Bernie Sanders Daily News Israel

Bernie Sanders Daily News Israel Claims: ‘Weird And Loony,’ ‘Blood Libel’ Israeli Lawmakers Say, Demand Apology

The repercussions from the controversial Bernie Sanders New York Daily News interview continued on Thursday when a former Israeli ambassador to the United States blasted Sanders for factually incorrect remarks made in the interview, demanding that the presidential candidate apologize to Israel for what the former ambassador, Michael Oren, called a “blood libel” against the country.

The 60-year-old Oren, a member of Israel’s centrist Kulanu Party and part of Israel’s current ruling coalition government, was one of several Israeli officials who hit back at Bernie Sanders for his apparent claim in the Daily News interview, published Monday, that the Israeli military had killed “10,000 innocent people” in the 2014 war against Hamas in Gaza.

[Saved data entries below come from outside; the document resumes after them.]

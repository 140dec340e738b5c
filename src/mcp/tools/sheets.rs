//! Sheets tools: reading, writing, appending and creating spreadsheets.

use serde::{Deserialize, Serialize};
use serde_json::{json, Value};

use super::registry::{parse_arguments, to_pretty_json, ToolDescriptor};
use super::validation::{validate_grid, validate_required, ValidationErrors, Validator};
use crate::google::RemoteOp;

pub const READ_SHEET_TOOL: &str = "read_sheet";
pub const WRITE_SHEET_TOOL: &str = "write_sheet";
pub const APPEND_SHEET_TOOL: &str = "append_sheet";
pub const CREATE_SPREADSHEET_TOOL: &str = "create_spreadsheet";

pub const DEFAULT_RANGE: &str = "Sheet1";

fn grid_schema(description: &str) -> Value {
    json!({
        "type": "array",
        "description": description,
        "items": {
            "type": "array",
            "items": { "type": ["string", "number", "boolean", "null"] }
        }
    })
}

pub fn read_sheet_descriptor() -> ToolDescriptor {
    ToolDescriptor {
        name: READ_SHEET_TOOL.to_string(),
        description: concat!(
            "Read data from a Google Sheet. ",
            "Returns the cell values as a JSON array of rows; trailing empty cells are omitted."
        )
        .to_string(),
        input_schema: json!({
            "type": "object",
            "properties": {
                "spreadsheet_id": {
                    "type": "string",
                    "description": "The ID of the spreadsheet (from the URL)"
                },
                "range_name": {
                    "type": "string",
                    "default": DEFAULT_RANGE,
                    "description": "The A1 notation of the range to read (default: Sheet1)"
                }
            },
            "required": ["spreadsheet_id"]
        }),
    }
}

pub fn write_sheet_descriptor() -> ToolDescriptor {
    ToolDescriptor {
        name: WRITE_SHEET_TOOL.to_string(),
        description: concat!(
            "Write data to a Google Sheet, overwriting the target range. ",
            "Values are stored as entered (no formula or date parsing)."
        )
        .to_string(),
        input_schema: json!({
            "type": "object",
            "properties": {
                "spreadsheet_id": {
                    "type": "string",
                    "description": "The ID of the spreadsheet"
                },
                "range_name": {
                    "type": "string",
                    "description": "The A1 notation of where to write"
                },
                "values": grid_schema("2D list of values to write")
            },
            "required": ["spreadsheet_id", "range_name", "values"]
        }),
    }
}

pub fn append_sheet_descriptor() -> ToolDescriptor {
    ToolDescriptor {
        name: APPEND_SHEET_TOOL.to_string(),
        description: concat!(
            "Append rows after the last row of data in a Google Sheet range. ",
            "Existing data is never overwritten."
        )
        .to_string(),
        input_schema: json!({
            "type": "object",
            "properties": {
                "spreadsheet_id": {
                    "type": "string",
                    "description": "The ID of the spreadsheet"
                },
                "range_name": {
                    "type": "string",
                    "description": "The A1 notation of the range"
                },
                "values": grid_schema("2D list of values to append")
            },
            "required": ["spreadsheet_id", "range_name", "values"]
        }),
    }
}

pub fn create_spreadsheet_descriptor() -> ToolDescriptor {
    ToolDescriptor {
        name: CREATE_SPREADSHEET_TOOL.to_string(),
        description: "Create a new Google Spreadsheet. Returns JSON with the spreadsheet ID and URL."
            .to_string(),
        input_schema: json!({
            "type": "object",
            "properties": {
                "title": {
                    "type": "string",
                    "description": "The title of the new spreadsheet"
                }
            },
            "required": ["title"]
        }),
    }
}

// =============================================================================
// Request types
// =============================================================================

#[derive(Debug, Deserialize)]
pub struct ReadSheetRequest {
    pub spreadsheet_id: String,
    #[serde(default = "default_range")]
    pub range_name: String,
}

fn default_range() -> String {
    DEFAULT_RANGE.to_string()
}

impl Validator for ReadSheetRequest {
    fn validate(&self) -> Result<(), String> {
        let mut errors = ValidationErrors::new();
        validate_required(&self.spreadsheet_id, "spreadsheet_id", "Spreadsheet ID", &mut errors);
        validate_required(&self.range_name, "range_name", "Range", &mut errors);
        errors.into_result()
    }
}

/// Shared by write_sheet and append_sheet.
#[derive(Debug, Deserialize)]
pub struct GridRequest {
    pub spreadsheet_id: String,
    pub range_name: String,
    pub values: Vec<Vec<Value>>,
}

impl Validator for GridRequest {
    fn validate(&self) -> Result<(), String> {
        let mut errors = ValidationErrors::new();
        validate_required(&self.spreadsheet_id, "spreadsheet_id", "Spreadsheet ID", &mut errors);
        validate_required(&self.range_name, "range_name", "Range", &mut errors);
        validate_grid(&self.values, "values", &mut errors);
        errors.into_result()
    }
}

#[derive(Debug, Deserialize)]
pub struct CreateSpreadsheetRequest {
    pub title: String,
}

impl Validator for CreateSpreadsheetRequest {
    fn validate(&self) -> Result<(), String> {
        let mut errors = ValidationErrors::new();
        validate_required(&self.title, "title", "Title", &mut errors);
        errors.into_result()
    }
}

// =============================================================================
// Argument preparation
// =============================================================================

pub fn prepare_read_sheet(arguments: Option<Value>) -> Result<RemoteOp, String> {
    let request: ReadSheetRequest = parse_arguments(arguments)?;
    request.validate()?;
    Ok(RemoteOp::GetValues {
        spreadsheet_id: request.spreadsheet_id,
        range: request.range_name,
    })
}

pub fn prepare_write_sheet(arguments: Option<Value>) -> Result<RemoteOp, String> {
    let request: GridRequest = parse_arguments(arguments)?;
    request.validate()?;
    Ok(RemoteOp::UpdateValues {
        spreadsheet_id: request.spreadsheet_id,
        range: request.range_name,
        values: request.values,
    })
}

pub fn prepare_append_sheet(arguments: Option<Value>) -> Result<RemoteOp, String> {
    let request: GridRequest = parse_arguments(arguments)?;
    request.validate()?;
    Ok(RemoteOp::AppendValues {
        spreadsheet_id: request.spreadsheet_id,
        range: request.range_name,
        values: request.values,
    })
}

pub fn prepare_create_spreadsheet(arguments: Option<Value>) -> Result<RemoteOp, String> {
    let request: CreateSpreadsheetRequest = parse_arguments(arguments)?;
    request.validate()?;
    Ok(RemoteOp::CreateSpreadsheet {
        title: request.title,
    })
}

// =============================================================================
// Response rendering
// =============================================================================

#[derive(Debug, Deserialize)]
struct ValueRange {
    #[serde(default)]
    values: Vec<Vec<Value>>,
}

/// Cell grid of a `values.get` response; an empty range has no `values` key.
pub fn values_of(response: Value) -> Result<Vec<Vec<Value>>, String> {
    serde_json::from_value::<ValueRange>(response)
        .map(|range| range.values)
        .map_err(|err| format!("Unexpected Sheets response: {}", err))
}

pub fn render_read_sheet(response: Value) -> Result<String, String> {
    to_pretty_json(&values_of(response)?)
}

pub fn render_write_sheet(response: Value) -> Result<String, String> {
    let cells = response
        .get("updatedCells")
        .and_then(Value::as_u64)
        .unwrap_or(0);
    Ok(format!("Updated {} cells", cells))
}

pub fn render_append_sheet(response: Value) -> Result<String, String> {
    let cells = response
        .get("updates")
        .and_then(|updates| updates.get("updatedCells"))
        .and_then(Value::as_u64)
        .unwrap_or(0);
    Ok(format!("Appended {} cells", cells))
}

#[derive(Debug, Serialize)]
struct CreatedSpreadsheet {
    spreadsheet_id: Option<String>,
    url: Option<String>,
}

pub fn render_create_spreadsheet(response: Value) -> Result<String, String> {
    let text_field = |key: &str| response.get(key).and_then(Value::as_str).map(str::to_string);
    to_pretty_json(&CreatedSpreadsheet {
        spreadsheet_id: text_field("spreadsheetId"),
        url: text_field("spreadsheetUrl"),
    })
}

Bernie Sanders Daily News Israel
Former Israeli Ambassador Michael Oren (r) [Photo by Astrid Riecken/Getty Images]

The other top Israeli government officials, however, took a more relaxed attitude toward Sanders’ reportedly exaggerated remark.

According to the United Nations Human Rights Commission count, 2,251 Palestinians were killed in the conflict, of which 1,462 were civilians. The Israeli government disputes those numbers, saying in its own report that 2,125 Palestinians were killed in the 50-day war, including 761 civilians, about half the U.N. number.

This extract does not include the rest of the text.